Conseguí dar con la llave indicada y abrí el maletero, dejando a la vista un bolso de viaje que había traído mi padre de Brasil.
—¿Qué lleva dentro?
—La ropa, libros, papeles.
—¿Le importa abrirla?
Descorrí la cremallera.
—Eso, ¿¡qué es!? —chilló el más pequeño, volviendo a amenazarme con la pistola. Había visto la edición en Alianza de Con el viento solano, de Ignacio Aldecoa, que cogí la noche anterior de una estantería en la casa de Alicia. Ilustraba la portada la foto de una pistola automática. Esta nueva constatación de mi vocación literaria pareció tranquilizarlos.

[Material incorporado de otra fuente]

/// Per-device CSMA/CA state plus the policy it delegates backoff draws
/// and CW adjustments to.
///
/// At most one timer is ever outstanding for a device at a time: the
/// state diagram is strictly sequential, so a single `pending_event`
/// slot satisfies the "at most one of {backoff, cca, can-proceed,
/// end-cap} scheduled" ordering guarantee by construction rather than
/// by bookkeeping four separate slots.
#[derive(Debug)]
pub struct CsmaStateMachine<P: PolicyAdapter> {
    device_id: DeviceId,
    priority: u8,
    target_is_coord: bool,
    policy: P,

    state: CsmaState,
    backoff_count: u32,
    collisions: u32,
    cca_pending: bool,
    pending_event: Option<EventId>,
}

impl<P: PolicyAdapter> CsmaStateMachine<P> {
    pub fn new(
        device_id: DeviceId,
        priority: u8,
        target_is_coord: bool,
        policy: P,
    ) -> Result<Self, CsmaError> {
        if priority as usize >= PRIORITY_COUNT {
            return Err(CsmaError::PriorityOutOfRange(priority));
        }
        Ok(Self {
            device_id,
            priority,
            target_is_coord,
            policy,
            state: CsmaState::Idle,
            backoff_count: 0,
            collisions: 0,
            cca_pending: false,
            pending_event: None,
        })
    }

    pub fn priority(&self) -> u8 {
        self.priority
    }

    pub fn collisions(&self) -> u32 {
        self.collisions
    }

    pub fn is_idle(&self) -> bool {
        matches!(self.state, CsmaState::Idle)
    }

    fn slot_clock(&self, mac: &impl MacContext, phy: &impl PhyChannel) -> SlotClock {
        let anchor = if self.target_is_coord {
            mac.outgoing_anchor()
        } else {
            mac.incoming_anchor()
        };
        SlotClock::new(anchor, phy.symbol_rate())
    }

    fn cancel_pending(&mut self, scheduler: &mut CsmaScheduler) {
        if let Some(id) = self.pending_event.take() {
            scheduler.cancel(id);
        }
    }

    fn arm(&mut self, scheduler: &mut CsmaScheduler, at: SimTime, kind: CsmaTimerKind) {
        debug_assert!(self.pending_event.is_none());
        let id = scheduler.schedule(
            at,
            CsmaTimerEvent {
                device: self.device_id,
                kind,
            },
        );
        self.pending_event = Some(id);
    }

    /// `IDLE -> WAIT_SLOT`. Clears the local collision counter (never
    /// the shared CwTable) and arms the next slot-boundary timer.
    pub fn start(
        &mut self,
        scheduler: &mut CsmaScheduler,
        mac: &impl MacContext,
        phy: &impl PhyChannel,
    ) {
        self.cancel_pending(scheduler);
        self.collisions = 0;
        self.cca_pending = false;
        self.policy.on_start();

        let now = scheduler.now();
        let clock = self.slot_clock(mac, phy);
        let at = clock.next_slot_boundary(now);
        debug!(
            "device {} priority {} starting, aligning to slot at {}",
            self.device_id, self.priority, at
        );
        self.state = CsmaState::WaitSlot;
        self.arm(scheduler, at, CsmaTimerKind::AlignToSlot);
    }

    /// Cancels every timer this device holds and instructs the PHY to
    /// abort any outstanding CCA. Idempotent; safe to call from any
    /// state, including `IDLE`.
    pub fn cancel(&mut self, scheduler: &mut CsmaScheduler, phy: &mut impl PhyChannel) {
        trace!("device {} cancel requested, state {:?}", self.device_id, self.state);
        self.cancel_pending(scheduler);
        if self.cca_pending {
            phy.cancel_cca();
            self.cca_pending = false;
        }
        self.state = CsmaState::Idle;
    }

    /// Dispatches a timer previously armed for this device.
    #[allow(clippy::too_many_arguments)]
    pub fn on_timer(
        &mut self,
        kind: CsmaTimerKind,
        scheduler: &mut CsmaScheduler,
        cw_table: &mut CwTable,
        mac: &impl MacContext,
        phy: &mut impl PhyChannel,
        callbacks: &mut impl CsmaCallbacks,
        rng: &mut dyn RngCore,
    ) {
        self.pending_event = None;
        match kind {
            CsmaTimerKind::AlignToSlot => {
                self.draw_and_arm(scheduler, cw_table, mac, phy, callbacks, rng)
            }
            CsmaTimerKind::BackoffTick => {
                self.check_proceed(scheduler, cw_table, mac, phy, callbacks, rng)
            }
        }
    }

    /// `DRAW_BACKOFF`: draws a fresh backoff count. `COUNT_DOWN` if it's
    /// nonzero (the common case), straight to `CHECK_PROCEED` in the
    /// degenerate zero-draw case.
    #[allow(clippy::too_many_arguments)]
    fn draw_and_arm(
        &mut self,
        scheduler: &mut CsmaScheduler,
        cw_table: &mut CwTable,
        mac: &impl MacContext,
        phy: &mut impl PhyChannel,
        callbacks: &mut impl CsmaCallbacks,
        rng: &mut dyn RngCore,
    ) {
        self.backoff_count = {
            let mut ctx = PolicyContext {
                priority: self.priority,
                cw_table,
                rng,
            };
            self.policy.draw_backoff(&mut ctx)
        };
        trace!("device {} drew backoff count {}", self.device_id, self.backoff_count);

        if self.backoff_count == 0 {
            self.check_proceed(scheduler, cw_table, mac, phy, callbacks, rng);
            return;
        }

        self.state = CsmaState::CountDown;
        let now = scheduler.now();
        self.arm(
            scheduler,
            now + UNIT_BACKOFF_PERIOD_SYMBOLS as u64,
            CsmaTimerKind::BackoffTick,
        );
    }

    /// `CHECK_PROCEED`: defers unless the whole remaining transaction
    /// (the CCA-gated packet, its ACK wait, and the trailing IFS) still
    /// fits in the CAP, otherwise issues the next CCA request.
    #[allow(clippy::too_many_arguments)]
    fn check_proceed(
        &mut self,
        scheduler: &mut CsmaScheduler,
        _cw_table: &mut CwTable,
        mac: &impl MacContext,
        phy: &mut impl PhyChannel,
        callbacks: &mut impl CsmaCallbacks,
        _rng: &mut dyn RngCore,
    ) {
        let clock = self.slot_clock(mac, phy);
        let now = scheduler.now();

        let ack = if mac.is_tx_ack_required() {
            mac.ack_wait_symbols()
        } else {
            0
        };
        let cost = mac.tx_packet_symbols() + ack + mac.ifs_symbols();

        if clock.time_left_in_cap_symbols(now) <= cost as i64 {
            debug!(
                "device {} deferring, {} symbols left in CAP but transaction costs {}",
                self.device_id,
                clock.time_left_in_cap_symbols(now),
                cost
            );
            self.state = CsmaState::Idle;
            callbacks.mac_state_callback(MacStateSignal::Deferred);
            return;
        }

        self.state = CsmaState::ReqCca;
        if self.backoff_count == 1 {
            callbacks.trans_cost_callback(cost);
        }
        self.cca_pending = true;
        phy.request_cca();
    }

    /// `REQ_CCA`'s result transition: decrements and re-arms on idle,
    /// reports channel-idle once the backoff is exhausted, or freezes
    /// and re-draws on a busy/TRX_OFF result.
    #[allow(clippy::too_many_arguments)]
    pub fn plme_cca_confirm(
        &mut self,
        status: CcaStatus,
        scheduler: &mut CsmaScheduler,
        cw_table: &mut CwTable,
        mac: &impl MacContext,
        phy: &mut impl PhyChannel,
        callbacks: &mut impl CsmaCallbacks,
        rng: &mut dyn RngCore,
    ) {
        if !self.cca_pending {
            // Spurious: the MAC cancelled after the PHY had already
            // launched the request. Silently discarded.
            return;
        }
        self.cca_pending = false;

        match status {
            CcaStatus::Idle => {
                // Saturating: a degenerate zero draw reaches here with
                // `backoff_count` already 0 (see `draw_and_arm`), and
                // one confirming CCA is enough to resolve it.
                self.backoff_count = self.backoff_count.saturating_sub(1);
                if self.backoff_count == 0 {
                    debug!("device {} channel idle, proceeding to transmit", self.device_id);
                    self.state = CsmaState::Idle;
                    callbacks.mac_state_callback(MacStateSignal::ChannelIdle);
                } else {
                    self.state = CsmaState::CountDown;
                    let now = scheduler.now();
                    self.arm(
                        scheduler,
                        now + UNIT_BACKOFF_PERIOD_SYMBOLS as u64,
                        CsmaTimerKind::BackoffTick,
                    );
                }
            }
            CcaStatus::Busy | CcaStatus::TrxOff => {
                self.collisions += 1;
                warn!(
                    "device {} priority {} cca busy, collision {}",
                    self.device_id, self.priority, self.collisions
                );
                {
                    let mut ctx = PolicyContext {
                        priority: self.priority,
                        cw_table,
                        rng,
                    };
                    self.policy.on_busy_cca(&mut ctx, self.collisions);
                }
                callbacks.collision_trace(self.priority, self.collisions);
                self.draw_and_arm(scheduler, cw_table, mac, phy, callbacks, rng);
            }
        }
    }

    /// Driven externally once an ACK arrives for this device's
    /// priority. Not part of the per-attempt CCA chain; forwarded
    /// straight to the policy.
    pub fn on_tx_success(
        &mut self,
        cw_table: &mut CwTable,
        rng: &mut dyn RngCore,
        callbacks: &mut impl CsmaCallbacks,
    ) {
        let mut ctx = PolicyContext {
            priority: self.priority,
            cw_table,
            rng,
        };
        self.policy.on_tx_success(&mut ctx);
        if self.policy.mk_violated() {
            warn!("device {} priority {} (m,k)-firm contract violated", self.device_id, self.priority);
            callbacks.mk_violation_trace(self.priority);
        }
    }

    /// Driven externally on an ACK-wait timeout for this device's
    /// priority.
    pub fn on_tx_failure_no_ack(
        &mut self,
        cw_table: &mut CwTable,
        rng: &mut dyn RngCore,
        callbacks: &mut impl CsmaCallbacks,
    ) {
        let mut ctx = PolicyContext {
            priority: self.priority,
            cw_table,
            rng,
        };
        self.policy.on_tx_failure_no_ack(&mut ctx);
        if self.policy.mk_violated() {
            warn!("device {} priority {} (m,k)-firm contract violated", self.device_id, self.priority);
            callbacks.mk_violation_trace(self.priority);
        }
    }
}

—Nos acompaña al Cuartel de la Guardia Civil en Navacerrada. No va detenido, pero nos acompaña, me dijo el más alto, sentado ya en el Simca. Por el camino me explicó que me habían parado al ver que el Percherón circulaba sin matrícula, que ETA solía robar coches con la intención de asaltar bancos o poner coches-bomba, y siempre les cambiaban la matrícula. Yo no podía circular así, continuó, pues me exponía a que otras autoridades policiales me detuviesen nuevamente antes de llegar a Salamanca.
En la pantalla se anuncia la llegada del vuelo 3179 de Iberia, procedente de Londres. Empiezan a salir los pasajeros por la puerta de la sala de desembarque. Pasan 10 minutos, 20… Ante mi creciente inquietud, no aparecen Sophie y su amiga.

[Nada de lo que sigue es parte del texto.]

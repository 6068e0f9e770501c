//! Fixed per-priority CW ranges, IEEE 802.15.6-style.
//!
//! Static per-priority range tables that never move, so they are kept
//! as private arrays rather than routed through the shared
//! contention-window table. Serves as the non-adaptive baseline the
//! other variants are compared against.

use super::{PolicyAdapter, PolicyContext};
use crate::backoff;
use crate::PRIORITY_COUNT;

const LO: [u32; PRIORITY_COUNT] = [16, 16, 8, 8, 4, 4, 2, 1];
const HI: [u32; PRIORITY_COUNT] = [64, 32, 32, 16, 16, 8, 8, 4];

/// Fixed `[lo(p), hi(p)]` draws. `on_busy_cca`/`on_tx_success`/
/// `on_tx_failure_no_ack` are all no-ops: "neither collisions nor
/// successes change the ranges".
#[derive(Debug, Clone, Copy, Default, PartialEq, Eq)]
pub struct Standard;

impl Standard {
    pub fn new() -> Self {
        Self
    }
}

impl PolicyAdapter for Standard {
    fn draw_backoff(&mut self, ctx: &mut PolicyContext) -> u32 {
        let p = ctx.priority as usize;
        backoff::uniform(LO[p], HI[p], ctx.rng)
    }

    fn on_busy_cca(&mut self, _ctx: &mut PolicyContext, _collisions: u32) {}

    fn on_tx_success(&mut self, _ctx: &mut PolicyContext) {}

    fn on_tx_failure_no_ack(&mut self, _ctx: &mut PolicyContext) {}
}

#[cfg(test)]
mod test {
    use super::*;
    use crate::cw_table::{CwTable, CwTableConfig};
    use rand::SeedableRng;
    use rand::rngs::StdRng;

    #[test]
    fn draws_fall_within_each_priority_fixed_range() {
        let mut policy = Standard::new();
        let mut table = CwTable::new(CwTableConfig::default());
        let mut rng = StdRng::seed_from_u64(9);
        for p in 0..PRIORITY_COUNT as u8 {
            let mut ctx = PolicyContext {
                priority: p,
                cw_table: &mut table,
                rng: &mut rng,
            };
            for _ in 0..200 {
                let b = policy.draw_backoff(&mut ctx);
                assert!((LO[p as usize]..=HI[p as usize]).contains(&b));
            }
        }
    }
}
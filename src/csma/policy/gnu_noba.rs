//! SW-NOBA augmented with a coordinator-aggregated beacon-phase
//! re-balance and a Beta-distributed backoff draw tuned by a
//! Distance-Based Priority score.
//!
//! Unlike SW-NOBA, a transmission result here never recomputes `sw`
//! directly — that is the coordinator's job, driven once per beacon by
//! [`crate::aggregator::SuccessAggregator::on_beacon_start`]. A result
//! only ever updates the shared success counter and this device's own
//! Beta shape parameter.

use super::{noba_common_on_busy_cca, PolicyAdapter, PolicyContext};
use crate::backoff;
use crate::csma::policy::sw_noba::SwNobaSharedHandle;
use crate::mk_window::MkWindow;

const BETA: f64 = 1.1;
const ALPHA_MIN: f64 = 0.8;
const ALPHA_MAX: f64 = 1.7;
const ALPHA_INITIAL: f64 = 1.7;
const ALPHA_STEP: f64 = 0.02;
const ALPHA_ON_VIOLATION: f64 = 0.8;

/// Beta-mapped draw with a self-tuning shape parameter `alpha`, plus
/// the shared success counter the coordinator's per-beacon aggregation
/// reads (via [`SwNobaSharedHandle`], the same shared cell SW-NOBA
/// uses — GNU-NOBA only ever *writes* `success_count`, never `sw`
/// directly).
pub struct GnuNoba {
    shared: SwNobaSharedHandle,
    mk_window: MkWindow,
    alpha: f64,
    mk_violated: bool,
}

impl GnuNoba {
    pub fn new(shared: SwNobaSharedHandle, m: u32, k: u32) -> Self {
        Self {
            shared,
            mk_window: MkWindow::new(m, k),
            alpha: ALPHA_INITIAL,
            mk_violated: false,
        }
    }

    pub fn alpha(&self) -> f64 {
        self.alpha
    }

    /// The low-pass filter driving `alpha` from the window's
    /// Distance-Based Priority.
    fn modify_alpha(&mut self) {
        if self.mk_window.violates_mk() {
            self.mk_violated = true;
            self.alpha = ALPHA_ON_VIOLATION;
            self.mk_window.refill_with_successes();
            return;
        }
        self.mk_violated = false;

        let dbp = self.mk_window.distance_based_priority() as f64;
        let decay = dbp * dbp - dbp;
        let target_alpha = 1.65 - 0.12 * decay;

        self.alpha = if self.alpha < target_alpha {
            (self.alpha + ALPHA_STEP).min(target_alpha)
        } else {
            target_alpha
        };
        self.alpha = self.alpha.clamp(ALPHA_MIN, ALPHA_MAX);
    }
}

impl PolicyAdapter for GnuNoba {
    fn draw_backoff(&mut self, ctx: &mut PolicyContext) -> u32 {
        let e = ctx.cw_table.entry(ctx.priority);
        backoff::beta_mapped(e.lo, e.hi, self.alpha, BETA, ctx.rng)
    }

    fn on_busy_cca(&mut self, ctx: &mut PolicyContext, collisions: u32) {
        noba_common_on_busy_cca(ctx, collisions);
    }

    fn on_tx_success(&mut self, ctx: &mut PolicyContext) {
        self.shared.borrow_mut().record_success(ctx.priority);
        self.mk_window.push_outcome(true);
        self.modify_alpha();
    }

    fn on_tx_failure_no_ack(&mut self, _ctx: &mut PolicyContext) {
        self.mk_window.push_outcome(false);
        self.modify_alpha();
    }

    fn mk_violated(&self) -> bool {
        self.mk_violated
    }
}
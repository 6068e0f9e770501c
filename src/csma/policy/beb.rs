//! Classical binary exponential backoff.
//!
//! The plain `BE`-escalation baseline every other variant specializes
//! away from. Ignores the shared contention-window table entirely —
//! its range is never consulted.

use super::{PolicyAdapter, PolicyContext};
use crate::backoff;

const MIN_BE: u8 = 3;
const MAX_BE: u8 = 5;

/// Draws uniformly on `[0, 2^BE - 1]`, escalating `BE` by one (capped at
/// [`MAX_BE`]) on every channel-busy event and resetting it to
/// [`MIN_BE`] at the start of each new attempt.
#[derive(Debug, Clone, Copy, PartialEq, Eq)]
pub struct Beb {
    be: u8,
}

impl Default for Beb {
    fn default() -> Self {
        Self { be: MIN_BE }
    }
}

impl Beb {
    pub fn new() -> Self {
        Self::default()
    }
}

impl PolicyAdapter for Beb {
    fn on_start(&mut self) {
        self.be = MIN_BE;
    }

    fn draw_backoff(&mut self, ctx: &mut PolicyContext) -> u32 {
        let hi = (1u32 << self.be) - 1;
        backoff::uniform(0, hi, ctx.rng)
    }

    fn on_busy_cca(&mut self, _ctx: &mut PolicyContext, _collisions: u32) {
        self.be = (self.be + 1).min(MAX_BE);
    }

    fn on_tx_success(&mut self, _ctx: &mut PolicyContext) {}

    fn on_tx_failure_no_ack(&mut self, _ctx: &mut PolicyContext) {}
}
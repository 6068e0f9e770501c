//! Crate-wide error type.
//!
//! Only programming-error preconditions are modeled as `Result` errors
//! here. Recoverable channel contention, temporal exhaustion and (m,k)
//! violations are state transitions and trace signals, not errors: a
//! backoff freeze isn't a failure the caller needs to handle.

use core::fmt;

/// Fatal precondition violations. The implementation refuses to run
/// rather than degrade silently.
#[derive(Debug, Clone, PartialEq)]
pub enum CsmaError {
    /// A priority value outside `0..8` was supplied.
    PriorityOutOfRange(u8),
}

impl fmt::Display for CsmaError {
    fn fmt(&self, f: &mut fmt::Formatter<'_>) -> fmt::Result {
        match self {
            CsmaError::PriorityOutOfRange(p) => {
                write!(f, "priority {} out of range 0..8", p)
            }
        }
    }
}

impl std::error::Error for CsmaError {}
//! Priority-differentiated slotted CSMA/CA channel access simulation core.
//!
//! Implements the family of slotted CSMA/CA algorithms used by
//! beacon-enabled low-rate WPANs: classical binary exponential backoff
//! (BEB), fixed per-priority ranges (STANDARD), non-overlapping backoff
//! allocation (NOBA) and its sliding-window and coordinator-aggregated
//! descendants (SW-NOBA, GNU-NOBA). The core is PHY- and MAC-agnostic:
//! it consumes CCA results and beacon timing through the traits in
//! [`phy`] and [`mac`], and drives a caller-owned [`scheduler::Scheduler`].

pub mod error;

pub mod clock;

pub mod backoff;

pub mod cw_table;

pub mod mk_window;

pub mod aggregator;

pub mod scheduler;

pub mod phy;

pub mod mac;

pub mod csma;

#[cfg(any(test, feature = "sim"))]
pub mod sim;

/// Number of traffic priorities, 0 (lowest) through 7 (highest).
pub const PRIORITY_COUNT: usize = 8;

/// aUnitBackoffPeriod, the granularity of CSMA/CA waiting, in symbols.
pub const UNIT_BACKOFF_PERIOD_SYMBOLS: u32 = 20;

/// Number of equal slots a superframe is divided into.
pub const SLOTS_PER_SUPERFRAME: u32 = 16;

pub use error::CsmaError;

En el cuartel de la Benemérita se despidieron mis guardianes, dejándome en manos de un cabo de la Guardia Civil, con correaje y tricornio de charol, cuya única arma parecía ser la vieja Olivetti en la que me tomó declaración.
—Así que su amigo es de Morón —observó al transcribir la documentación del coche. —Yo soy de Lebrija —nombrando dos ciudades de la provincia de Sevilla conocidas por su tradición de flamenco.
Hablamos del cante, de la guitarra de Diego del Gastor y de las voces de la Fernanda y la Bernarda, que parecían surgir de las entrañas de la tierra. A la media hora me entregó un salvoconducto, despidiéndose con un cordial «¡Buen viaje!»
Llegué a Salamanca sin mayores percances en la carretera, di mis conferencias y conté varias veces mi aventura con la brigada antiterrorista, para deleite de mis anfitriones.
Como todo estudiante, me he examinado infinitas veces, con mejor o peor suerte y ante implacables inquisidores. El viejo Monguió fue temible en los exámenes doctorales en Berkeley, por ejemplo. Pero sin duda alguna ésta fue la prueba más exigente de mi vida.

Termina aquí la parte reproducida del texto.